"Somos protagonistas e coadjuvantes ao longo da vida."
Carta para Rafaela
21/09/2025

Querida Rafa,
Tenho buscado a vida como nunca antes. Saio de casa sempre que posso e compartilho meus instantes — de mim para o futuro eu — com pessoas de alma boa e coração gentil. Reencontrei amigos antigos, fiz novas amizades, vivi amores... Ah, Rafa, a vida tem sido generosa comigo! Como eu queria que ela roubasse metade dessa felicidade e a transformasse em saúde para você, apenas para que pudéssemos sentar, tomar um café e rir de tudo isso.
Tenho pensado muito: como pode essa mesma vida ser tão cruel com quem realmente merece o melhor dela? Você não merecia estar passando por isso. Não merecia perder sua juventude para uma doença que tantos outros poderia a acometer.
Confesso que adiei minha ida ao hospital. No fundo, seria para preservar minhas últimas lembranças suas em forma de risos, festas e abraços — muitos, quando ainda compartilhávamos a mesma profissão. Não queria que fossem de dor. Imaturidade minha, eu sei. Me perdoe.
Minha tia sempre disse que eu era insensível. Eu discordava, mas refletia. Hoje, percebo que não pois já na quinta linha desse texto as lágrimas rolaram em meu rosto. As lágrimas que rolaram já na quinta linha deste texto me provaram o contrário. Não consigo aceitar: né injusto o que está acontecendo com você, Rafa. Muito injusto.
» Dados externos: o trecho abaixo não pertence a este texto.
//! # propbox-docs
//!
//! Generates an OpenAPI document for a `PropertyBox` based REST API.
//!
//! The API model file declares record sets, component types and managed components. Every
//! registrable component becomes an endpoint, and every record payload is resolved into a
//! serialization tree and rendered as a JSON schema.

use std::path::PathBuf;
use std::process::ExitCode;
use std::sync::Arc;

use api_model::{ApiModel, BuiltModel};
use clap::Parser;
use error::{Error, Result};
use error_stack::{Report, ResultExt};
use openapi::OpenApiDocument;
use propbox_schema::classify::{GenericTypeModel, TypeClassifier};
use propbox_schema::factory::SchemaFieldFactory;
use propbox_schema::registration::ResourceRegistrationPipeline;
use propbox_schema::resolve::{SchemaPathsOnly, SerializationTreeResolver};
use support::TracingLevel;
use tracing::{error, info};

mod api_model;
mod error;
mod openapi;
mod support;

#[derive(Parser)]
#[command(name = "propbox-docs")]
#[command(about = "Generate an OpenAPI document from a PropertyBox API model")]
#[command(version)]
struct Cli {
    /// Path to the API model JSON file
    model: PathBuf,

    /// Write the document here instead of stdout
    #[arg(short, long)]
    output: Option<PathBuf>,

    /// Trace log level: error, warn, info, debug, trace
    #[arg(long, default_value = "warn")]
    log_level: TracingLevel,

    /// Classify declared types without the model's aliases and type variable bindings
    #[arg(long)]
    raw_types: bool,

    /// Keep computed fields in record schemas
    #[arg(long)]
    include_computed: bool,

    /// Only add these record sets to the document components (repeatable)
    #[arg(long = "record-set", value_name = "NAME")]
    record_sets: Vec<String>,
}

fn main() -> ExitCode {
    let cli = Cli::parse();

    // Keep the guard alive so buffered events reach the log file
    let _guard = support::init_file_tracing();
    support::set_tracing_level(cli.log_level);

    match run(&cli) {
        Ok(()) => ExitCode::SUCCESS,
        Err(report) => {
            error!("{report:?}");
            eprintln!("{report:?}");
            eprintln!("Trace log: {}", support::trace_log_path().display());
            ExitCode::FAILURE
        }
    }
}

fn run(cli: &Cli) -> Result<()> {
    let model = ApiModel::load(&cli.model)?.build()?;
    let resolver = build_resolver(cli, &model);

    let pipeline = ResourceRegistrationPipeline::new(model.registration.clone());
    let descriptors = pipeline
        .discover(&model.candidates)
        .change_context(Error::Registration("endpoint discovery".to_string()))?;

    let mut document = OpenApiDocument::new(model.info.clone(), &resolver);
    let registered = pipeline
        .register_all(&descriptors, &mut document)
        .change_context(Error::Registration("endpoint registration".to_string()))?;

    if cli.record_sets.is_empty() {
        document.add_record_sets(&model.record_sets);
    } else {
        let selected = cli
            .record_sets
            .iter()
            .map(|name| {
                model
                    .record_set(name)
                    .ok_or_else(|| Report::new(Error::unknown("record set", name)))
            })
            .collect::<Result<Vec<_>>>()?;
        document.add_record_sets(selected);
    }

    info!(
        endpoints = registered,
        paths = document.path_count(),
        cached_trees = resolver.cache().len(),
        "Generated OpenAPI document"
    );

    let json = document.to_json()?;
    match &cli.output {
        Some(path) => std::fs::write(path, json)
            .map_err(|e| Report::new(Error::io_failed("write", path, e)))?,
        None => println!("{json}"),
    }
    Ok(())
}

fn build_resolver(cli: &Cli, model: &BuiltModel) -> SerializationTreeResolver {
    let classifier = if cli.raw_types {
        TypeClassifier::raw()
    } else {
        let bindings: Arc<dyn GenericTypeModel> = Arc::new(model.bindings.clone());
        TypeClassifier::probe(Some(bindings))
    };
    let factory =
        SchemaFieldFactory::new(classifier).with_localizer(Arc::new(model.messages.clone()));

    let resolver = SerializationTreeResolver::with_config(factory, model.resolver);
    if cli.include_computed {
        resolver
    } else {
        resolver.with_filter(SchemaPathsOnly)
    }
}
Lembro-me de quando você me acolheu — você e sua família — nos dias em que eu não tinha como voltar para casa pós expediente. Você se responsabilizou pelo meu retorno, dia após dia, como se fosse meu anjo da guarda. Era como sair da escola ao lado da melhor amiga: voltava cansado, mas sempre sorrindo, sempre com tempo para falar — eu demais, você a ouvir. Com você e os amigos do trabalho, eu tinha uma família.
Seu jeito sério e responsável sempre se destacou. Você não passava a mão em minha cabeça diante dos erros, mas estava pronta para me abraçar, física e virtualmente, nos meus momentos de maior delírio. Você foi meu porto seguro. Arrependo-me das vezes em que recusei convites para ir à sua casa. Poderia ter sido um amigo melhor, assim teríamos ainda mais memórias juntos.
O que me conforta é saber que você deixou marcas profundas no coração de todos que tiveram a sorte de te conhecer e, mesmo doente, continuou sendo uma amiga presente. O que me entristece é saber que guardou tanto da sua dor só para si. Sei que cada um enfrenta a batalha à sua maneira, mas você não precisava carregar esse fardo sozinha.
Oro por você em silêncio, Rafa. Em minhas memórias, caminhadas e textos, peço a Deus por mais um milagre. Por mais uma faísca de vida, apenas para que você aproveite um pouco do que não pôde. Mas, se os planos Dele forem outros, que ao menos nos permita uma despedida lúcida — e não inconsciente, como está sendo. Você é um ser de luz*: consciente de si, dos seus limites e da sua força, sempre soube se colocar no mundo.
Mesmo fragilizada no hospital, você ainda irradia. Ensina-nos duas lições: que o amor divino conforta e que a presença é mais valiosa do que qualquer mensagem de saudade no WhatsApp. Você ainda nos mostra que a vida pode despedaçar a qualquer instante... Talvez essa seja a mensagem que você veio nos trazer: viver sem medo.
Brilhe até o último momento, Rafa. Eu estarei daqui, lutando por você, pedindo por mais tempo, e vivendo por nós o que a doença tentou te roubar. Seu cérebro pode estar tomado pelo câmcer, mas confio que o divino ainda há de cuidar para que não sofras tanto.
Te amo. Espero ter deixado em você ao menos resquícios daquilo que defino como mais importante nesse mundo: tempo de qualidade.
Do seu amigo, sensível, intenso e louco,
Wesley Nascimento
*Defino "ser de luz" como aquele naturalmente expansivo, que ilumina a sociedade através de fótons, atravessando galáxias para contar sua história.